One downgrade in NEO is that phase shifting feels a lot more tacked-on, as if its only purpose is to check that you're paying attention. Since phase shifting no longer costs your boost meter, and there's no death traps you have to avoid with the correct phase, it's much less ingrained into the gameplay loop.

The phase shifting in NEO isn't always useless though. One of the techniques carried over from Racing League is the ability to disable jump pads that you're otherwise forced to take. In Racing League this was a crucial, albeit probably unintentional tech, to make more efficient use of the boost meter. Your speed in the first game was severely capped while taking jump pads in order to allow faster speed classes to work smoothly on the smaller tracks. In NEO, some of the tracks intentionally make use of this emergent mechanic, despite the older speed cap no longer being present.

Some other minor mechanics have changed. Start boosting now takes on a more Mario Kart feel as opposed to the single press like in WipEout. Lap boosting and drifting are gone, and you can now strafe like in F-Zero. Getting good at strafing is important for hitting all of the boost pickups and pads. There are some visibility problems due to how aggressively the FOV of the camera changes, with unfortunately no camera settings to tweak, but this is something you overcome as the tracks become more familiar to you. The computer-controlled opponents will rubberband like a real motherfucker, so don't go into this game expecting a casual experience just because the driving mechanics are less overtly punishing.

Since the Wii U was a total disaster in marketshare, Nintendo was ready to put it out of its misery as soon as possible, and rush the Switch out before Microsoft could release Project Scorpio at all costs. Many games like Breath of the Wild intended for Wii U were delayed to make them into Switch games instead. Games already released for Wii U, especially later into its lifespan, would be ported to the Switch not long after.
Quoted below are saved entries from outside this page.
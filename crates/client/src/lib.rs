//! Offline-first request caching for swcache.
//!
//! This crate provides the network capability and the caching layer that
//! answers intercepted requests from versioned buckets or the network.

pub mod fetch;
pub mod worker;

#[cfg(any(test, feature = "testing"))]
pub mod testing;

pub use fetch::{FetchClient, FetchConfig, Network};
pub use worker::{ControlMessage, Dispatch, Registration, Worker};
FAST Racing NEO was no exception to this, being re-released as FAST RMX, a launch title for the Nintendo Switch eShop two years after NEO.
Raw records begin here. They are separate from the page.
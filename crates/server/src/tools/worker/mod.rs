//! Lifecycle MCP tools.
//!
//! These tools play the part of the page and the browser: registering new
//! versions, posting control messages and opening or closing clients.

pub mod client;
pub mod message;
pub mod register;
pub mod status;

pub use client::{SwClientParams, client_impl};
pub use message::{SwMessageParams, message_impl};
pub use register::{SwRegisterParams, register_impl};
pub use status::status_impl;
//! sw_register tool implementation.
//!
//! Installs a new worker version and activates it when nothing is active
//! or the version skips waiting.

use rmcp::{ErrorData as McpError, model::CallToolResult};
use schemars::JsonSchema;
use serde::{Deserialize, Serialize};
use swcache_client::Registration;
use swcache_core::Error;

use crate::tools::json_result;

/// Parameters for the sw_register tool.
#[derive(Debug, Clone, Default, Serialize, Deserialize, JsonSchema)]
pub struct SwRegisterParams {
    /// Version tag for the new buckets (default: the configured version).
    #[serde(default)]
    pub version: Option<String>,
}

/// Implementation of the sw_register tool.
pub async fn register_impl(registration: &Registration, params: SwRegisterParams) -> Result<CallToolResult, McpError> {
    let version = params.version.as_deref().map(str::trim);
    if version.is_some_and(str::is_empty) {
        return Err(Error::InvalidInput("version cannot be empty".to_string()).into());
    }

    let report = registration.register(version).await?;
    json_result(&report)
}

#[cfg(test)]
mod tests {
    use super::*;
    use crate::tools::test_support::{harness, output_json};

    #[tokio::test]
    async fn test_register_default_version() {
        let h = harness();
        let result = register_impl(&h.registration, SwRegisterParams::default()).await.unwrap();
        let output = output_json(&result);
        assert_eq!(output["version"], "v1");
        assert_eq!(output["activated"], true);
        assert_eq!(output["cached"], 5);
    }

    #[tokio::test]
    async fn test_register_version_override() {
        let h = harness();
        register_impl(&h.registration, SwRegisterParams::default()).await.unwrap();

        let params = SwRegisterParams { version: Some("v2".into()) };
        let output = output_json(&register_impl(&h.registration, params).await.unwrap());
        assert_eq!(output["version"], "v2");
        assert_eq!(output["deleted"], serde_json::json!(["static-v1"]));
    }

    #[tokio::test]
    async fn test_register_rejects_blank_version() {
        let h = harness();
        let params = SwRegisterParams { version: Some("  ".into()) };
        assert!(register_impl(&h.registration, params).await.is_err());
    }

    #[tokio::test]
    async fn test_register_install_failure() {
        let h = harness();
        h.network.go_offline();
        let err = register_impl(&h.registration, SwRegisterParams::default()).await.unwrap_err();
        assert_eq!(err.code.0, -32013);
        assert!(h.registration.active().await.is_none());
    }
}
FAST RMX is a deluxe edition of NEO with different branding, slightly improved graphics and performance, a couple unique features and all of NEO's DLC included for free. The whole game is a microscopic 1 GB, so it's a no-brainer to install on any friend's Switch incase you forget to bring yours, as on any remotely usable internet connection you can be up and running in merely a few minutes.

Remember, this is running on a cold, quiet Tegra X1 tablet small enough to fit into your cargo pocket. Four years newer than the Wii U, yes, but still more impressive when you consider the form factor and the fact this has to run on batteries.

Looking Towards The Future

I unfortunately won't be able to play FAST Fusion anytime soon. I can't afford a Switch 2, and I am not sure I will be willing to buy one even when I am able to. The Switch was the last Nintendo hardware I put my trust into and that didn't go as planned. Maybe if FAST ceases being a Nintendo exclusive series. We'll see.

The FAST series is very special to me. First it introduced me to a niche subgenre of racing games that most people don't even dare to play (and angry Youtubers will make entire series disrespecting). As I got older, it also proved to me that my time spent honing my programming abilities was going to be worth it. Optimization matters, and your players will definitely notice when you do a good job!

If you own the right hardware, or you're okay with sailing the stormy seas, check these games out. They're fairly decent, if imperfect. At the very least they're a fun novelty and don't take long to Any%, so if you're worried about sinking time into another game you'll never finish, give it a shot anyways.

Anything is possible. Thanks, Shin'en.